她下意識地握緊了袖袋中的小瓶子,方府把她安排在這一桌,十有八.九居心不良。

左院判一團和氣地道:“司大人,你看這兩個孩子如何?我是滿意的很。秦夫人居然是個女郎家,不容易,不容易啊……”

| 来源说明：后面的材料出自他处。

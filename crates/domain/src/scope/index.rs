use compact_str::CompactString;
use regex::Regex;
use rustc_hash::FxBuildHasher;
use std::collections::{HashMap, HashSet};
use std::net::IpAddr;
use std::sync::Arc;

use super::address_set::AddressSet;
use super::label_trie::DomainTrie;
use super::Scope;
use crate::errors::ScopeError;

/// Immutable scope snapshot queried concurrently by discovery workers. All
/// queries are total: malformed candidate input yields `false`, never an
/// error, since candidates arrive from untrusted discovery data.
pub struct ScopeIndex {
    roots: Vec<Arc<str>>,
    exact: HashMap<CompactString, u32, FxBuildHasher>,
    tree: DomainTrie,
    blacklist_exact: HashSet<CompactString, FxBuildHasher>,
    blacklist_tree: DomainTrie,
    addresses: AddressSet,
}

impl ScopeIndex {
    pub(crate) fn build(scope: Scope) -> Self {
        let mut roots: Vec<Arc<str>> = Vec::with_capacity(scope.provided_names.len());
        let mut exact: HashMap<CompactString, u32, FxBuildHasher> =
            HashMap::with_capacity_and_hasher(scope.provided_names.len(), FxBuildHasher);
        let mut tree = DomainTrie::new();

        for name in &scope.provided_names {
            let Some(lowered) = normalize_name(name) else {
                continue;
            };
            let id = roots.len() as u32;
            roots.push(Arc::from(name.as_str()));
            exact.insert(CompactString::new(&lowered), id);
            // Path-qualified entries are matched verbatim only; they do not
            // participate in the domain hierarchy.
            if !lowered.contains('/') {
                tree.insert(&lowered, id);
            }
        }

        let mut blacklist_exact: HashSet<CompactString, FxBuildHasher> =
            HashSet::with_capacity_and_hasher(scope.blacklist.len(), FxBuildHasher);
        let mut blacklist_tree = DomainTrie::new();

        for (id, entry) in scope.blacklist.iter().enumerate() {
            let Some(lowered) = normalize_name(entry) else {
                continue;
            };
            blacklist_exact.insert(CompactString::new(&lowered));
            if !lowered.contains('/') {
                blacklist_tree.insert(&lowered, id as u32);
            }
        }

        let addresses = AddressSet::from_entries(scope.addresses.iter().map(String::as_str));

        Self {
            roots,
            exact,
            tree,
            blacklist_exact,
            blacklist_tree,
            addresses,
        }
    }

    /// True iff `candidate` equals, or is a label-boundary-safe subdomain of,
    /// a provided domain.
    #[inline]
    pub fn is_domain_in_scope(&self, candidate: &str) -> bool {
        self.matching_root(candidate).is_some()
    }

    /// The provided entry that `candidate` matched, used to attribute a
    /// finding to its root target. The most specific entry wins when several
    /// match.
    pub fn which_domain(&self, candidate: &str) -> Option<Arc<str>> {
        self.matching_root(candidate)
            .map(|id| Arc::clone(&self.roots[id as usize]))
    }

    /// The deduplicated provided names, in insertion order.
    pub fn domains(&self) -> Vec<Arc<str>> {
        self.roots.iter().map(Arc::clone).collect()
    }

    /// True iff `candidate` parses as an IP address that equals a stored
    /// address or falls within a stored block.
    #[inline]
    pub fn is_address_in_scope(&self, candidate: &str) -> bool {
        match candidate.trim().parse::<IpAddr>() {
            Ok(ip) => self.addresses.contains(ip),
            Err(_) => false,
        }
    }

    /// True iff `candidate` equals or is a subdomain of a blacklist entry.
    /// Evaluated independently of positive matching; callers consult both.
    #[inline]
    pub fn blacklisted(&self, candidate: &str) -> bool {
        let Some(lowered) = normalize_name(candidate) else {
            return false;
        };
        self.blacklist_exact.contains(lowered.as_str())
            || self.blacklist_tree.lookup(&lowered).is_some()
    }

    /// A compiled matcher recognizing `domain` and any of its subdomains,
    /// anchored and case-insensitive. Fails when `domain` is syntactically
    /// invalid or not tracked in this scope.
    pub fn domain_regex(&self, domain: &str) -> Result<Regex, ScopeError> {
        let lowered = normalize_name(domain)
            .ok_or_else(|| ScopeError::MalformedDomain(domain.to_string()))?;
        if !is_valid_domain(&lowered) || !self.is_domain_in_scope(&lowered) {
            return Err(ScopeError::MalformedDomain(domain.to_string()));
        }

        let pattern = format!(
            r"(?i)^([_a-z0-9](?:[_a-z0-9-]{{0,61}}[a-z0-9])?\.)*{}$",
            regex::escape(&lowered)
        );
        Regex::new(&pattern).map_err(|_| ScopeError::MalformedDomain(domain.to_string()))
    }

    #[inline]
    fn matching_root(&self, candidate: &str) -> Option<u32> {
        let lowered = normalize_name(candidate)?;
        if let Some(&id) = self.exact.get(lowered.as_str()) {
            return Some(id);
        }
        self.tree.lookup(&lowered)
    }
}

fn normalize_name(name: &str) -> Option<String> {
    let trimmed = name.trim().trim_end_matches('.');
    if trimmed.is_empty() {
        return None;
    }
    Some(trimmed.to_ascii_lowercase())
}

fn is_valid_domain(name: &str) -> bool {
    if name.is_empty() || name.len() > 253 {
        return false;
    }
    name.split('.').all(|label| {
        !label.is_empty()
            && label.len() <= 63
            && !label.starts_with('-')
            && !label.ends_with('-')
            && label
                .chars()
                .all(|ch| ch.is_ascii_alphanumeric() || ch == '-' || ch == '_')
    })
}
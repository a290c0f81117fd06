use thiserror::Error;

#[derive(Error, Debug, Clone, PartialEq, Eq)]
pub enum ScopeError {
    #[error("Conflicting modes: {0} and {1} cannot both be enabled")]
    ConflictingModes(&'static str, &'static str),

    #[error("Malformed domain name: {0}")]
    MalformedDomain(String),

    #[error("Invalid address entry: {0}")]
    InvalidAddress(String),
}
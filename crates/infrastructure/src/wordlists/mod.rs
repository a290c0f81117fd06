mod list_source;

pub use list_source::{
    list_source_for, parse_list_line, parse_list_text, shared_client, FileListSource,
    UrlListSource,
};
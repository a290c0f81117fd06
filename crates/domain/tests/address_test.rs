use scopegate_domain::{Scope, ScopeError};

#[test]
fn test_registered_address_is_in_scope() {
    let mut scope = Scope::new();
    scope.add_addresses(["192.0.2.1"]).unwrap();
    let index = scope.compile();

    assert!(index.is_address_in_scope("192.0.2.1"));
    assert!(!index.is_address_in_scope("192.0.2.2"));
}

#[test]
fn test_malformed_candidate_is_false_not_an_error() {
    let mut scope = Scope::new();
    scope.add_addresses(["192.0.2.1"]).unwrap();
    let index = scope.compile();

    assert!(!index.is_address_in_scope("not-an-ip"));
    assert!(!index.is_address_in_scope(""));
    assert!(!index.is_address_in_scope("192.0.2"));
    assert!(!index.is_address_in_scope("owasp.org"));
}

#[test]
fn test_cidr_containment() {
    let mut scope = Scope::new();
    scope.add_addresses(["10.0.0.0/24"]).unwrap();
    let index = scope.compile();

    assert!(index.is_address_in_scope("10.0.0.1"));
    assert!(index.is_address_in_scope("10.0.0.254"));
    assert!(!index.is_address_in_scope("10.0.1.1"));
}

#[test]
fn test_range_expands_to_individual_addresses() {
    let mut scope = Scope::new();
    scope.add_addresses(["192.0.2.10-12"]).unwrap();

    assert_eq!(
        scope.addresses,
        vec!["192.0.2.10", "192.0.2.11", "192.0.2.12"]
    );

    let index = scope.compile();
    assert!(index.is_address_in_scope("192.0.2.11"));
    assert!(!index.is_address_in_scope("192.0.2.13"));
}

#[test]
fn test_ipv6_addresses_and_blocks() {
    let mut scope = Scope::new();
    scope.add_addresses(["2001:db8::1", "2001:db8:1::/48"]).unwrap();
    let index = scope.compile();

    assert!(index.is_address_in_scope("2001:db8::1"));
    assert!(index.is_address_in_scope("2001:db8:1::42"));
    assert!(!index.is_address_in_scope("2001:db8:2::1"));
}

#[test]
fn test_normalize_addresses_after_direct_population() {
    let mut scope = Scope::new();
    scope.addresses = vec!["192.000.002.001".to_string()];

    // Leading zeros are not a valid textual IP.
    assert!(matches!(
        scope.normalize_addresses(),
        Err(ScopeError::InvalidAddress(_))
    ));

    let mut scope = Scope::new();
    scope.addresses = vec!["192.0.2.5-6".to_string()];
    scope.normalize_addresses().unwrap();
    assert_eq!(scope.addresses, vec!["192.0.2.5", "192.0.2.6"]);
}

#[test]
fn test_malformed_operator_entries_are_rejected_at_ingestion() {
    let mut scope = Scope::new();
    assert!(scope.add_addresses(["bogus"]).is_err());
    assert!(scope.add_addresses(["10.0.0.0/33"]).is_err());
    assert!(scope.add_addresses(["192.0.2.20-10"]).is_err());
}
mod list_source;
mod scope_filter;
mod settings_source;

pub use list_source::ListSourcePort;
pub use scope_filter::ScopeFilterPort;
pub use settings_source::SettingsSourcePort;
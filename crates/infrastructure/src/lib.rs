//! Scopegate Infrastructure Layer
pub mod settings;
pub mod wordlists;

pub use settings::TomlSettingsLoader;
pub use wordlists::{FileListSource, UrlListSource};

司嚴對小輩頷首還禮,順著袁行的手指對上羅敷淡淡的目光。

劉可柔感覺敏銳,當下就察覺到這兩個上下級之間關系不同尋常。秦夫人不愧是神醫高徒,司嚴為人最是古板老道,年輕的禦醫們避之不及,而她卻一點懼色也無,就好像是面對一個不討自己喜歡的同僚,當真是……年少輕狂。

袁行繼續說道:“夫人兢兢業業,就離太醫院不遠了,努力!”他道行比劉可柔高,閱人無數,一下子便看出大使與夫人間隙,多年來的決策使他下意識地偏向這個不待見上峰的固執丫頭。

羅敷低聲稱是。

“今日老侯爺壽宴,咱們不要這些繁文縟節也罷,章老您說呢?”

章松年拍拍腦袋:“我老的快入土了,也還記得司大人最講禮數,袁大人你比我年輕不少吧,怎的忘了?問他才是正經!”